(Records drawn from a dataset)
----

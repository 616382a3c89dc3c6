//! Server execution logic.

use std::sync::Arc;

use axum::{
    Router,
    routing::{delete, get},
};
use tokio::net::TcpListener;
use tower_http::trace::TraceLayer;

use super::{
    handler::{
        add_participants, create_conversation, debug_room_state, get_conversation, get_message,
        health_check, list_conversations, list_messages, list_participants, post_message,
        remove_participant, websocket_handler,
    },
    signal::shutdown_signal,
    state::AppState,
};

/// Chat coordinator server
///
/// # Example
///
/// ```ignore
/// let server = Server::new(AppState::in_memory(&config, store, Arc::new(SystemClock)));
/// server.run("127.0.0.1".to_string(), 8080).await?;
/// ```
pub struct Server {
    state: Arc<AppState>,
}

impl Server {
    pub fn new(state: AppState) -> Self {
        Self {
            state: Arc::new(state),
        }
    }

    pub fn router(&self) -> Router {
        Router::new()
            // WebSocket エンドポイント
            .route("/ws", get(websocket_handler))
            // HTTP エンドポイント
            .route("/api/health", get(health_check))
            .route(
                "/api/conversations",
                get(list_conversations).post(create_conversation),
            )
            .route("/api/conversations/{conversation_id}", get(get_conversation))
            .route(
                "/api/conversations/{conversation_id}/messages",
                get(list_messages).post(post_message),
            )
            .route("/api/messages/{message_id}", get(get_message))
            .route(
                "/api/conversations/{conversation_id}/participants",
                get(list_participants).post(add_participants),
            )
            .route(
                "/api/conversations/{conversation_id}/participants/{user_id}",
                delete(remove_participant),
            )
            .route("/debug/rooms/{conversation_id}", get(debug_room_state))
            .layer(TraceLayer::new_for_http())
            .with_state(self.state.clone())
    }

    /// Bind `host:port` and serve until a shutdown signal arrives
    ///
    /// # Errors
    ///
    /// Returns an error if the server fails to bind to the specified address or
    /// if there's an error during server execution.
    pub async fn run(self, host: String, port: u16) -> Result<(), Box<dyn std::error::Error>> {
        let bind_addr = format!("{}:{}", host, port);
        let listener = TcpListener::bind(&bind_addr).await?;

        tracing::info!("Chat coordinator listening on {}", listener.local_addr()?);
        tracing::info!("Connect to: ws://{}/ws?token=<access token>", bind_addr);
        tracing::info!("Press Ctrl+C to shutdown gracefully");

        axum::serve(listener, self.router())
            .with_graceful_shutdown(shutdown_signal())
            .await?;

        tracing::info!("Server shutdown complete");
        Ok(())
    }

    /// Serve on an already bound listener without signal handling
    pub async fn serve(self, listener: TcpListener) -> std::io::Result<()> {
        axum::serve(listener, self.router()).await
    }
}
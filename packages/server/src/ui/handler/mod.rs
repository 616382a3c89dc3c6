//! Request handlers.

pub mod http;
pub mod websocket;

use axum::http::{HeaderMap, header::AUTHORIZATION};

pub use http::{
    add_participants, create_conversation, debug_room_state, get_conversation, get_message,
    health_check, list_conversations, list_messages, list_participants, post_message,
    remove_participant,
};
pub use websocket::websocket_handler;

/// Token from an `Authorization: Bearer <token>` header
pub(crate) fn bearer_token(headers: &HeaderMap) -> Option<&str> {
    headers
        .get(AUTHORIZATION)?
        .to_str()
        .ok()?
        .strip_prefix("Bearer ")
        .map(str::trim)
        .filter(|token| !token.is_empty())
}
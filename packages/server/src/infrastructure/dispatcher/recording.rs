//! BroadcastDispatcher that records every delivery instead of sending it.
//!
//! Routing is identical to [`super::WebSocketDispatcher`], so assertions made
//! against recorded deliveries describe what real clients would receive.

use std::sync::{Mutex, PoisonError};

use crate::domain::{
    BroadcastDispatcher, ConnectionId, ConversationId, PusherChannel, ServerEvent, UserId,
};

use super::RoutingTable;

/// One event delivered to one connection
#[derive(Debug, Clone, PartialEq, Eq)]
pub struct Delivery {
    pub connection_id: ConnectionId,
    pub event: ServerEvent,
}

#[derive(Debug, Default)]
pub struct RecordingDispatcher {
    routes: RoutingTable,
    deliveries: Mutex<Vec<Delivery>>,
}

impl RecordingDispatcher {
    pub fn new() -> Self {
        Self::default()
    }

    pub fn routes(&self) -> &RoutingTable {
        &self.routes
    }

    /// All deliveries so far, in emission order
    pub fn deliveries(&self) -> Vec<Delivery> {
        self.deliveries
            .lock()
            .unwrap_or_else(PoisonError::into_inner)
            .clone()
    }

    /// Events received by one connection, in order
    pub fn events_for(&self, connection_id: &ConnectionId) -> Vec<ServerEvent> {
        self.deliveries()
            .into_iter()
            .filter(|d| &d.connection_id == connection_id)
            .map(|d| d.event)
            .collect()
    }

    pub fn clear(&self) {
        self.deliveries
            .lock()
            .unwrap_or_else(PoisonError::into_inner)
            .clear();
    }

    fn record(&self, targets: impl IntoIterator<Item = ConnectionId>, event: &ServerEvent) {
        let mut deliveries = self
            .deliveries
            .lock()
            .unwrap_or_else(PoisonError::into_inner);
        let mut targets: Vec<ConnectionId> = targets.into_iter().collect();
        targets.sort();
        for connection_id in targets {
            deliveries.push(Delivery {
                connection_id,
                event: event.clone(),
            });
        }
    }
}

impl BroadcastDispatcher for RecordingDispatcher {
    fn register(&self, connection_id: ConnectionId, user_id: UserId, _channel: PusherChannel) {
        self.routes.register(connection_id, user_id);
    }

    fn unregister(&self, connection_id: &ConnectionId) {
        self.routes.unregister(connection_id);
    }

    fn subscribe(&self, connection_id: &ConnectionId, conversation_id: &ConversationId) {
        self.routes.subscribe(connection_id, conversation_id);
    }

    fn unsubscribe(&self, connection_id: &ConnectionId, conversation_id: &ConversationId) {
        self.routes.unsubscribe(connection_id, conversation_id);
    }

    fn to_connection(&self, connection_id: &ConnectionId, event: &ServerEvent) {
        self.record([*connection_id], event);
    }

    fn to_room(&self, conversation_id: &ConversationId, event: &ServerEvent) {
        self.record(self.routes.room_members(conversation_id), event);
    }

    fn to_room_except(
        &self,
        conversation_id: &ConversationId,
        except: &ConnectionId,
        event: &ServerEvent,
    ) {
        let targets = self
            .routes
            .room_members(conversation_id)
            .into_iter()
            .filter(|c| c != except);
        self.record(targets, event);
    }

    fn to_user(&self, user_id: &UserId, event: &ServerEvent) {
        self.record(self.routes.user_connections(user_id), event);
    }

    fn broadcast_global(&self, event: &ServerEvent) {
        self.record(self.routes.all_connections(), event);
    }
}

----

The answer must be every line from the records above that contains the word "Result", copied out.

    pub async fn run(self, host: String, port: u16) -> Result<(), Box<dyn std::error::Error>> {
    pub async fn serve(self, listener: TcpListener) -> std::io::Result<()> {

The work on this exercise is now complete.